Several strategies were introduced to enhance the efficacy of ACT; the first method is inhibition of the immunosuppressive environment in vivo. Selective depletion of regulatory T cells and blockade antibodies of cell surface inhibitory molecules (CTLA-4/PD-1) or inhibitory cytokine TGF-β secreted from tumor cells can enhance the efficacy of infused T cells (67). The second method is to enhance the functionality of infused T cells indirectly. Additional vaccination with peptide/virus/APC containing antigens after infusion of T cells can stimulate the infused T cells (68-70). Moreover, administration of TLR agonists further enhance the efficacy of infused T cells, followed by a long-term cure of large tumors (71). In addition, alternative cytokines, such as IL-7, IL-15 and IL-21 have been tested to increase the efficacy of infused T cells instead of IL-2 (72). Recently, α-Galactosylceramide (αGalCer) was introduced to enhance the efficacy of ACT. When activated T cells were pulsed with αGalCer before infusion, the infused activated CD8 T cells markedly proliferated, secreted more cytokines, exhibited cytotoxic lymphocyte activity, and persisted for longer durations (73). Because αGalCer is known as a NKT cell ligand presented on CD1d (MHC class I like molecule), it induces NKT cells to secrete both Th1 and Th2 cytokines. These secreted cytokines activate a variety of other cell types, including NK cells, DCs, B cells and T cells (74). Fig. 4 suggests a possible action mechanism for αGalCer-pulsed CD8 T cells in ACT. First, αGalCer incorporated into the membrane of infused CD8 T cells is transferred into the membrane of DCs in a cell-to-cell contact manner. Subsequently, the transferred αGalCer is internalized via endocytosis into the endosomes of DCs. Thereafter, αGalCer associates with CD1d of DCs, perhaps through assistance by lipid transfer protein (LTP) (75,76).
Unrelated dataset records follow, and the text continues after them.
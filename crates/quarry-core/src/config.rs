//! TOML configuration for the engine and agent.

use std::path::{Path, PathBuf};

use quarry_index::search::SearchConfig;
use serde::{Deserialize, Serialize};

use crate::error::ConfigError;

#[derive(Debug, Clone, Default, Deserialize, Serialize)]
#[serde(default)]
pub struct Config {
    pub llm: LlmConfig,
    pub index: IndexConfig,
    pub search: SearchConfig,
    pub agent: AgentConfig,
    pub cache: CacheConfig,
}

impl Config {
    /// Load configuration from a TOML file. Missing sections fall back to
    /// defaults; a missing file is an error, not a silent default.
    ///
    /// # Errors
    ///
    /// Returns an error if the file cannot be read or parsed.
    pub async fn load(path: &Path) -> std::result::Result<Self, ConfigError> {
        let text = tokio::fs::read_to_string(path)
            .await
            .map_err(|source| ConfigError::Io {
                path: path.display().to_string(),
                source,
            })?;
        toml::from_str(&text).map_err(|source| ConfigError::Parse {
            path: path.display().to_string(),
            source,
        })
    }
}

fn default_base_url() -> String {
    "http://localhost:11434/v1".to_owned()
}

fn default_model() -> String {
    "llama3.1:8b".to_owned()
}

fn default_embedding_model() -> String {
    "nomic-embed-text".to_owned()
}

fn default_max_tokens() -> u32 {
    1024
}

fn default_timeout_secs() -> u64 {
    120
}

#[derive(Debug, Clone, Deserialize, Serialize)]
#[serde(default)]
pub struct LlmConfig {
    /// OpenAI-compatible endpoint base URL.
    pub base_url: String,
    pub model: String,
    pub embedding_model: String,
    /// Environment variable holding the API key, if the endpoint needs one.
    pub api_key_env: Option<String>,
    pub max_tokens: u32,
    pub timeout_secs: u64,
    /// Serialize generations for single-model local backends.
    pub exclusive: bool,
}

impl Default for LlmConfig {
    fn default() -> Self {
        Self {
            base_url: default_base_url(),
            model: default_model(),
            embedding_model: default_embedding_model(),
            api_key_env: None,
            max_tokens: default_max_tokens(),
            timeout_secs: default_timeout_secs(),
            exclusive: true,
        }
    }
}

fn default_chunk_size() -> usize {
    1000
}

fn default_chunk_overlap() -> usize {
    200
}

fn default_max_levels() -> u32 {
    4
}

fn default_min_similarity() -> f32 {
    0.55
}

fn default_max_cluster_size() -> usize {
    32
}

fn default_summary_max_chars() -> usize {
    1200
}

fn default_embed_concurrency() -> usize {
    5
}

#[derive(Debug, Clone, Deserialize, Serialize)]
#[serde(default)]
pub struct IndexConfig {
    /// Directories whose documents are indexed.
    pub roots: Vec<PathBuf>,
    /// Snapshot location; `None` disables persistence.
    pub snapshot_path: Option<PathBuf>,
    pub chunk_size: usize,
    pub chunk_overlap: usize,
    pub max_levels: u32,
    pub min_similarity: f32,
    pub max_cluster_size: usize,
    pub summary_max_chars: usize,
    pub embed_concurrency: usize,
}

impl Default for IndexConfig {
    fn default() -> Self {
        Self {
            roots: Vec::new(),
            snapshot_path: None,
            chunk_size: default_chunk_size(),
            chunk_overlap: default_chunk_overlap(),
            max_levels: default_max_levels(),
            min_similarity: default_min_similarity(),
            max_cluster_size: default_max_cluster_size(),
            summary_max_chars: default_summary_max_chars(),
            embed_concurrency: default_embed_concurrency(),
        }
    }
}

impl IndexConfig {
    #[must_use]
    pub fn splitter(&self) -> quarry_index::chunk::SplitterConfig {
        quarry_index::chunk::SplitterConfig {
            chunk_size: self.chunk_size,
            chunk_overlap: self.chunk_overlap,
        }
    }

    #[must_use]
    pub fn raptor(&self) -> quarry_index::raptor::RaptorConfig {
        quarry_index::raptor::RaptorConfig {
            max_levels: self.max_levels,
            cluster: quarry_index::raptor::ClusterParams {
                min_similarity: self.min_similarity,
                max_cluster_size: self.max_cluster_size,
            },
            summary_max_chars: self.summary_max_chars,
            embed_concurrency: self.embed_concurrency,
            ..quarry_index::raptor::RaptorConfig::default()
        }
    }
}

fn default_max_steps() -> u32 {
    8
}

fn default_max_format_retries() -> u32 {
    2
}

fn default_search_window() -> usize {
    350
}

fn default_read_window() -> usize {
    800
}

#[derive(Debug, Clone, Deserialize, Serialize)]
#[serde(default)]
pub struct AgentConfig {
    /// Hard bound on reasoning steps per run.
    pub max_steps: u32,
    /// Re-prompts allowed for one unparseable model reply.
    pub max_format_retries: u32,
    /// Observation window for search results, in chars.
    pub search_window: usize,
    /// Observation window for file reads, in chars.
    pub read_window: usize,
}

impl Default for AgentConfig {
    fn default() -> Self {
        Self {
            max_steps: default_max_steps(),
            max_format_retries: default_max_format_retries(),
            search_window: default_search_window(),
            read_window: default_read_window(),
        }
    }
}

#[derive(Debug, Clone, Deserialize, Serialize)]
#[serde(default)]
pub struct CacheConfig {
    pub enabled: bool,
    /// Cache snapshot location; `None` keeps the cache memory-only.
    pub path: Option<PathBuf>,
}

impl Default for CacheConfig {
    fn default() -> Self {
        Self {
            enabled: true,
            path: None,
        }
    }
}

#[cfg(test)]
mod tests {
    use super::*;

    #[test]
    fn defaults_are_sensible() {
        let config = Config::default();
        assert_eq!(config.index.chunk_size, 1000);
        assert_eq!(config.index.chunk_overlap, 200);
        assert_eq!(config.agent.max_steps, 8);
        assert!(config.cache.enabled);
        assert!((config.search.rrf_k - 60.0).abs() < f32::EPSILON);
    }

    #[test]
    fn partial_toml_fills_defaults() {
        let config: Config = toml::from_str(
            r#"
            [llm]
            model = "qwen2.5:14b"

            [index]
            roots = ["/data/docs"]
            "#,
        )
        .unwrap();
        assert_eq!(config.llm.model, "qwen2.5:14b");
        assert_eq!(config.llm.embedding_model, "nomic-embed-text");
        assert_eq!(config.index.roots, vec![PathBuf::from("/data/docs")]);
        assert_eq!(config.agent.max_format_retries, 2);
    }

    #[tokio::test]
    async fn load_missing_file_errors() {
        let result = Config::load(Path::new("/nonexistent/quarry.toml")).await;
        assert!(matches!(result, Err(ConfigError::Io { .. })));
    }

    #[tokio::test]
    async fn load_round_trips() {
        let dir = tempfile::tempdir().unwrap();
        let path = dir.path().join("quarry.toml");
        tokio::fs::write(&path, "[agent]\nmax_steps = 3\n")
            .await
            .unwrap();
        let config = Config::load(&path).await.unwrap();
        assert_eq!(config.agent.max_steps, 3);
    }

    #[test]
    fn malformed_toml_is_a_parse_error() {
        let result: std::result::Result<Config, _> = toml::from_str("agent = 12");
        assert!(result.is_err());
    }
}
Afterwards, αGalCer-CD1d complexes are transported from the endosome to the cell surface for presentation to iNKT cells (77) where activated iNKT cells by αGalCer on DCs secrete IL-2, which enhance the proliferation of infused CD8 T cells.
Figure 4

Action mechanism for enhanced efficacy of infused CD8 T cells by αGalCer-loading. (A) αGalCer transfer from activated CD8 T cells to DCs via cell-to-cell contact. (B) Internalization of αGalCer via endocytosis into endosome. (C) αGalCer loading on CD1d by LTP. (D) Transport of αGalCer-CD1d complexes from endosome to DC surface. (E) Presentation of αGalCer to iNKT cells. (F) Secretion of IL-2 by iNKT cells. (G) Enhanced proliferation and functionality of CD8 T cells by IL-2.

CONCLUSION

Currently, ACT is one of the most effective cell therapies with objective responses in more than 50% of the cancer patients when used in parallel with IL-2 and immunodepleting regimens. Moreover, the introduction of gene modification of T cells further enhanced ACT efficacy though there remain safety concerns using this methodology. Recently, using stimulatory glycolipid pulsing on infused T cells and combination with host immune modulators have been demonstrated to significantly increase the efficacy of ACT. Therefore, the combinatory effects of several therapeutic methods including genetic modification, αGalCer-pulsing, and other immunotherapies will be used as a practical approach to treat effectively hard-to-cure cancer patient in the near future.